Yu Leung Ng and Kara Chan

The purpose of this study is to examine how Chinese adolescent girls and boys interpret female images in gendered advertisements based on Tobin et al.’s (2010) gender…

Abstract

Purpose

The purpose of this study is to examine how Chinese adolescent girls and boys interpret female images in gendered advertisements based on Tobin et al.’s (2010) gender self-socialization model (GSSM).

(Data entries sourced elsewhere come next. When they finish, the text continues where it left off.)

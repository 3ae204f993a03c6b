//! Stagehand server binary.
//!
//! # Usage
//!
//! ```bash
//! # Defaults, listening on 127.0.0.1:54001
//! stagehand
//!
//! # JSON config file, overriding the bind address
//! stagehand --config stagehand.json --bind 0.0.0.0:54001
//! ```
//!
//! Logins are accepted with any numeric token; this binary is for local
//! play and testing.

use clap::Parser;
use stagehand::prelude::*;
use tracing_subscriber::{EnvFilter, fmt, layer::SubscriberExt, util::SubscriberInitExt};

/// Stage and session coordination server
#[derive(Parser, Debug)]
#[command(name = "stagehand")]
#[command(about = "Stage and session coordination server")]
#[command(version)]
struct Args {
    /// Path to a JSON config file
    #[arg(short, long)]
    config: Option<String>,

    /// Address to bind to, overriding the config file
    #[arg(short, long)]
    bind: Option<String>,

    /// Log level (trace, debug, info, warn, error)
    #[arg(long, default_value = "info")]
    log_level: String,
}

#[tokio::main]
async fn main() -> Result<(), Box<dyn std::error::Error>> {
    let args = Args::parse();
    let filter =
        EnvFilter::try_from_default_env().unwrap_or_else(|_| EnvFilter::new(&args.log_level));

    tracing_subscriber::registry().with(fmt::layer()).with(filter).init();

    let mut config = match &args.config {
        Some(path) => ServerConfig::load(path)?,
        None => ServerConfig::default(),
    };
    if let Some(bind) = args.bind {
        config.bind_addr = bind;
    }

    let server = StagehandServerBuilder::new()
        .config(config)
        .build(DevAuthenticator)
        .await?;
    tracing::info!("listening on {}", server.local_addr()?);

    tokio::select! {
        result = server.run() => result?,
        _ = tokio::signal::ctrl_c() => tracing::info!("shutting down"),
    }

    Ok(())
}
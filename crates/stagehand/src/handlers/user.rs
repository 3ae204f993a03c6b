//! User binary uploads and fetches.
//!
//! A character is announced server-wide (`InsertUser`) the moment its
//! third part arrives. Later uploads only tell others which part changed.

use bytes::Bytes;
use stagehand_protocol::{Ack, AckHandle, CharId, InsertUser, NotifyUserBinary};
use stagehand_store::CharacterStore;

use crate::{ServerContext, StageSession, StagehandError};

pub(super) async fn set<S: CharacterStore>(
    ctx: &ServerContext<S>,
    session: &StageSession,
    kind: u8,
    data: Bytes,
) {
    let char_id = session.char_id();
    let complete = match ctx.user_binaries().set(char_id, kind, data).await {
        Ok(complete) => complete,
        Err(err) => {
            tracing::warn!(%char_id, %err, "user binary dropped");
            return;
        }
    };

    let handle = session.handle();
    if !handle.is_binaries_done() {
        if complete && handle.mark_binaries_done() {
            tracing::info!(%char_id, "user binaries complete");
            ctx.directory()
                .broadcast(&InsertUser { char_id }, Some(char_id))
                .await;
        }
        return;
    }
    ctx.directory()
        .broadcast(&NotifyUserBinary { char_id, kind }, Some(char_id))
        .await;
}

pub(super) async fn get<S: CharacterStore>(
    ctx: &ServerContext<S>,
    session: &StageSession,
    ack: AckHandle,
    char_id: CharId,
    kind: u8,
) -> Result<(), StagehandError> {
    let data = ctx
        .user_binaries()
        .get_or_placeholder(char_id, kind, session.char_id())
        .await;
    session.reply(Ack::buffer_success(ack, data)).await
}

#[cfg(test)]
mod tests {
    use std::sync::Arc;

    use stagehand_protocol::{ClientContext, Opcode};
    use stagehand_session::{SessionConfig, SessionHandle, SessionId};
    use stagehand_store::InMemoryStore;
    use tokio::sync::mpsc;

    use super::*;
    use crate::ServerConfig;

    async fn connect(
        ctx: &ServerContext<InMemoryStore>,
        id: u32,
    ) -> (StageSession, mpsc::Receiver<Bytes>) {
        let (handle, rx) = SessionHandle::channel(
            SessionId(u64::from(id)),
            CharId(id),
            ClientContext::default(),
            &SessionConfig::default(),
        );
        ctx.directory().register(Arc::clone(&handle)).await.unwrap();
        (StageSession::new(handle), rx)
    }

    fn opcode(frame: &Bytes) -> u16 {
        u16::from_be_bytes([frame[0], frame[1]])
    }

    #[tokio::test]
    async fn test_set_third_part_announces_character_once() {
        let ctx = ServerContext::new(ServerConfig::default(), InMemoryStore::new());
        let (me, _rx) = connect(&ctx, 1).await;
        let (_peer, mut peer_rx) = connect(&ctx, 2).await;

        set(&ctx, &me, 1, Bytes::from_static(b"name")).await;
        set(&ctx, &me, 2, Bytes::from_static(b"look")).await;
        assert!(peer_rx.try_recv().is_err(), "nothing until complete");

        set(&ctx, &me, 3, Bytes::from_static(b"gear")).await;
        let frame = peer_rx.try_recv().unwrap();
        assert_eq!(opcode(&frame), Opcode::InsertUser.value());
        assert!(me.handle().is_binaries_done());

        set(&ctx, &me, 2, Bytes::from_static(b"new look")).await;
        let frame = peer_rx.try_recv().unwrap();
        assert_eq!(opcode(&frame), Opcode::NotifyUserBinary.value());
        assert_eq!(&frame[2..], &[0, 0, 0, 1, 2]);
    }

    #[tokio::test]
    async fn test_set_invalid_index_is_dropped() {
        let ctx = ServerContext::new(ServerConfig::default(), InMemoryStore::new());
        let (me, _rx) = connect(&ctx, 1).await;

        set(&ctx, &me, 7, Bytes::from_static(b"x")).await;

        assert!(ctx.user_binaries().get(CharId(1), 7).await.is_none());
    }

    #[tokio::test]
    async fn test_get_unknown_character_placeholder_names_requester() {
        let ctx = ServerContext::new(ServerConfig::default(), InMemoryStore::new());
        let (me, mut rx) = connect(&ctx, 1).await;

        get(&ctx, &me, AckHandle(3), CharId(77), 1).await.unwrap();

        let frame = rx.try_recv().unwrap();
        assert_eq!(&frame[10..], b"CID1\0");
    }

    #[tokio::test]
    async fn test_get_uploaded_part_returns_owners_data() {
        let ctx = ServerContext::new(ServerConfig::default(), InMemoryStore::new());
        let (me, mut rx) = connect(&ctx, 1).await;
        ctx.user_binaries()
            .set(CharId(77), 1, Bytes::from_static(b"Hunter\0"))
            .await
            .unwrap();

        get(&ctx, &me, AckHandle(4), CharId(77), 1).await.unwrap();

        assert_eq!(&rx.try_recv().unwrap()[10..], b"Hunter\0");
    }
}
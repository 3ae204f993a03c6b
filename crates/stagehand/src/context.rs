//! Shared server state.

use stagehand_session::{SessionDirectory, UserBinaryStore};
use stagehand_stage::StageRegistry;
use stagehand_store::CharacterStore;

use crate::ServerConfig;

/// Everything connection tasks share, passed explicitly to every handler.
///
/// Each member guards itself; there is no lock around the context as a
/// whole. Wrapped in an `Arc` and cloned into each connection task.
#[derive(Debug)]
pub struct ServerContext<S> {
    registry: StageRegistry,
    directory: SessionDirectory,
    user_binaries: UserBinaryStore,
    store: S,
    config: ServerConfig,
}

impl<S: CharacterStore> ServerContext<S> {
    /// Creates empty server state backed by `store`.
    pub fn new(config: ServerConfig, store: S) -> Self {
        Self {
            registry: StageRegistry::new(config.stage.clone()),
            directory: SessionDirectory::new(),
            user_binaries: UserBinaryStore::new(),
            store,
            config,
        }
    }

    pub fn registry(&self) -> &StageRegistry {
        &self.registry
    }

    pub fn directory(&self) -> &SessionDirectory {
        &self.directory
    }

    pub fn user_binaries(&self) -> &UserBinaryStore {
        &self.user_binaries
    }

    pub fn store(&self) -> &S {
        &self.store
    }

    pub fn config(&self) -> &ServerConfig {
        &self.config
    }
}
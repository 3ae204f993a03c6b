/// Errors that can occur in the transport layer.
#[derive(Debug, thiserror::Error)]
pub enum TransportError {
    /// The connection was closed.
    #[error("connection closed: {0}")]
    ConnectionClosed(String),

    /// Sending data failed.
    #[error("send failed: {0}")]
    SendFailed(#[source] std::io::Error),

    /// Receiving data failed.
    #[error("receive failed: {0}")]
    ReceiveFailed(#[source] std::io::Error),

    /// Binding or accepting connections failed.
    #[error("accept failed: {0}")]
    AcceptFailed(#[source] std::io::Error),

    /// The peer sent a frame type the protocol does not use.
    #[error("unsupported frame: {0}")]
    UnsupportedFrame(&'static str),
}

Design/methodology/approach

In total, 48 Hong Kong adolescents studying in high schools or university year one participated in a focus group study. Four advertisements with different types of female images were presented. Interviewees were asked to discuss the appearance, the personality and the work and family life of the female characters in the advertisements. Interviewers then asked them to select the one most closely representing their ideal female image.

Findings

Most of the interviewees chose an urban sophisticate as the character closest to their ideal female image. Female interviewees identified with the urban sophisticate and aspired to the cultured nurturer image. However, they rejected the strong woman and the “flower vase” female images.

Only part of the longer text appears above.